### [WORK INSTRUCTIONS]
Check every line of the data for the word "SystemTime", and copy those that have it.

[EXTRACTED INFORMATION Boundary: Start]

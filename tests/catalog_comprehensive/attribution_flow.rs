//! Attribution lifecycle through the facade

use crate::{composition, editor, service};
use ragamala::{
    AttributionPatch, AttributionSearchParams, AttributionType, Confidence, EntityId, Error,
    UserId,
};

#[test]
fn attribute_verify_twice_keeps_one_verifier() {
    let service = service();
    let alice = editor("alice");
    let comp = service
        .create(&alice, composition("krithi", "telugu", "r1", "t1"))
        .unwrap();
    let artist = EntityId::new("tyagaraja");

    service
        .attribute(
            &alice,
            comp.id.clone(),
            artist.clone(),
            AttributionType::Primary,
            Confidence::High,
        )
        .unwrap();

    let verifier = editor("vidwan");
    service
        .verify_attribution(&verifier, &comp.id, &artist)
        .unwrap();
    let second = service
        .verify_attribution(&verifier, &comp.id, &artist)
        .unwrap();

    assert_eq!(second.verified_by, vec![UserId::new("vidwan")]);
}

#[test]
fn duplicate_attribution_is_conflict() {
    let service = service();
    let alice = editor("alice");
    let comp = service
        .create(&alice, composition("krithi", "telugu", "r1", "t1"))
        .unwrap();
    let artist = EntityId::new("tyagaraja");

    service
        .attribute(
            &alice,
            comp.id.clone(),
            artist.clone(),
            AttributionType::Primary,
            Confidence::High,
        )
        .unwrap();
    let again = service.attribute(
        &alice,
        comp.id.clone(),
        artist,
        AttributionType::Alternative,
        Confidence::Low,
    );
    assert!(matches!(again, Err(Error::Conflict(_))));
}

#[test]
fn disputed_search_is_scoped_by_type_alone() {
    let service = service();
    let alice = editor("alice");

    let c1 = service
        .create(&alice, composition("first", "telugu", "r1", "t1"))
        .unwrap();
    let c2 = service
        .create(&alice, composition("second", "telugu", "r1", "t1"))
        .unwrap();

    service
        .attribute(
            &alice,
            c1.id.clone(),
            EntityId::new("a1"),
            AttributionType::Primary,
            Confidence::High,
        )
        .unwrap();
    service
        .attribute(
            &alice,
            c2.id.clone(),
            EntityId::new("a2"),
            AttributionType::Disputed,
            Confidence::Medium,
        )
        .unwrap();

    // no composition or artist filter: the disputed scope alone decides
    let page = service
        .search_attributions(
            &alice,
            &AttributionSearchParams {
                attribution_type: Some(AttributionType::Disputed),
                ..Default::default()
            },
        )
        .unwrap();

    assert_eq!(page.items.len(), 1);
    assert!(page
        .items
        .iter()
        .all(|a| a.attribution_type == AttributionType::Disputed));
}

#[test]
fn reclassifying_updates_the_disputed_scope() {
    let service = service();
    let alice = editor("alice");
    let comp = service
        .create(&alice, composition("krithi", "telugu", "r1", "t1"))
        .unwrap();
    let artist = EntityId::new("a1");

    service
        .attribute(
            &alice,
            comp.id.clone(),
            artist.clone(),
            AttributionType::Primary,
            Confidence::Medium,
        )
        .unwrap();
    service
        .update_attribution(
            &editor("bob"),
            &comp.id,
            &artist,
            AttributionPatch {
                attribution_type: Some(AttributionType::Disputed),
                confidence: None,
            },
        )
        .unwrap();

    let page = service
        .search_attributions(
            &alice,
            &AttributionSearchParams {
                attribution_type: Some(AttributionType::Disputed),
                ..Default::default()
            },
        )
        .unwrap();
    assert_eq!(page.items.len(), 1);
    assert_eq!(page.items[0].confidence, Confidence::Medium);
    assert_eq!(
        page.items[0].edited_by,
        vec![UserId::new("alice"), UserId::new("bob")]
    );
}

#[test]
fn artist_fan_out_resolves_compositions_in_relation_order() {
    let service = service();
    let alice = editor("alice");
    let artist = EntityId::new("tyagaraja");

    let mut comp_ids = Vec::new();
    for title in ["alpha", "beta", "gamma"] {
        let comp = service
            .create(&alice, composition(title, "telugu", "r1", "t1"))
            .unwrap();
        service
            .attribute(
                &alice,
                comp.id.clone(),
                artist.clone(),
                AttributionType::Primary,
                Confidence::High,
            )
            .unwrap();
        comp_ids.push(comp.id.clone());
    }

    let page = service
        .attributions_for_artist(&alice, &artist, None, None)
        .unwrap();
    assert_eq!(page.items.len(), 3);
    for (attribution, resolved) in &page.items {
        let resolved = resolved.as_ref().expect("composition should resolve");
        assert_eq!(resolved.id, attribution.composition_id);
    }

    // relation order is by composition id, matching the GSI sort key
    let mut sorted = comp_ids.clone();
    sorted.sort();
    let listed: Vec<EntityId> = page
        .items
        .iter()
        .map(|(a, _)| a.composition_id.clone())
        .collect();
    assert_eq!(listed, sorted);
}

[EXTRACTED INFORMATION Boundary: End]
[EXTRACTED INFORMATION Boundary: Start]

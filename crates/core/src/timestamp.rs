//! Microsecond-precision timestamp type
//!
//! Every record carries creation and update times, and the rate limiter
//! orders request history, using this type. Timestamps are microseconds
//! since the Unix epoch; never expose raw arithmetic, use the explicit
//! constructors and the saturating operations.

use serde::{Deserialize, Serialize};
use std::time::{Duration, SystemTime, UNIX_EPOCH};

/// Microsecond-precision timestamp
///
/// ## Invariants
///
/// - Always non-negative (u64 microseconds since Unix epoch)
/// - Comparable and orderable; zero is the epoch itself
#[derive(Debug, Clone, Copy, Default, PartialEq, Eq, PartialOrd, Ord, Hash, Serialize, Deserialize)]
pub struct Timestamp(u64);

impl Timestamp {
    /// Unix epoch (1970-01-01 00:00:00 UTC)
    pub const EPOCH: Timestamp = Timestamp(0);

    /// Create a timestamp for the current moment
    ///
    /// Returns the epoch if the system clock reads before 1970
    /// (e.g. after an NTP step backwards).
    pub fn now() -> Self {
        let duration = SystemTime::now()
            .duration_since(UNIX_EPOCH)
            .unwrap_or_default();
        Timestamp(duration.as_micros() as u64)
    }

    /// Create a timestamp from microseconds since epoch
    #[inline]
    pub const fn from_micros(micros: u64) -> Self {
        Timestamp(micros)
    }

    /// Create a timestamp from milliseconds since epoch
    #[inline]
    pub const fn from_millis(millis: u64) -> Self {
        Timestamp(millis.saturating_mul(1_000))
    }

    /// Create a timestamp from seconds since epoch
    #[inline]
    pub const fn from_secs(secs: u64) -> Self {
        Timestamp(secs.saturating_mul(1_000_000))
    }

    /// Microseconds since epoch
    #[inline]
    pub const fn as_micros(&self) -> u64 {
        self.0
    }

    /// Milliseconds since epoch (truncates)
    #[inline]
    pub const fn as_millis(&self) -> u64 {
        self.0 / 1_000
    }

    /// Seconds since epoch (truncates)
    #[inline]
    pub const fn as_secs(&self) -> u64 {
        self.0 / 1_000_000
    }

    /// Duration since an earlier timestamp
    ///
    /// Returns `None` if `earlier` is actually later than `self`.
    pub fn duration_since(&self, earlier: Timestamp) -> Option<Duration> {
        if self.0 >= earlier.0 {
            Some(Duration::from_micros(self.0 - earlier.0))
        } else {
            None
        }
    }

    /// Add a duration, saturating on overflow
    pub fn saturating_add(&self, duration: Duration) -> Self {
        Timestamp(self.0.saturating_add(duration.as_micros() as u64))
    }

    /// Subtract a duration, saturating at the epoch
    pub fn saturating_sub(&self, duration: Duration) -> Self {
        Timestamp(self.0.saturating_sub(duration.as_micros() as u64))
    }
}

[EXTRACTED INFORMATION Boundary: End]

### [SOLUTION TO THIS EXERCISE]
use std::time::{Duration, SystemTime, UNIX_EPOCH};
        let duration = SystemTime::now()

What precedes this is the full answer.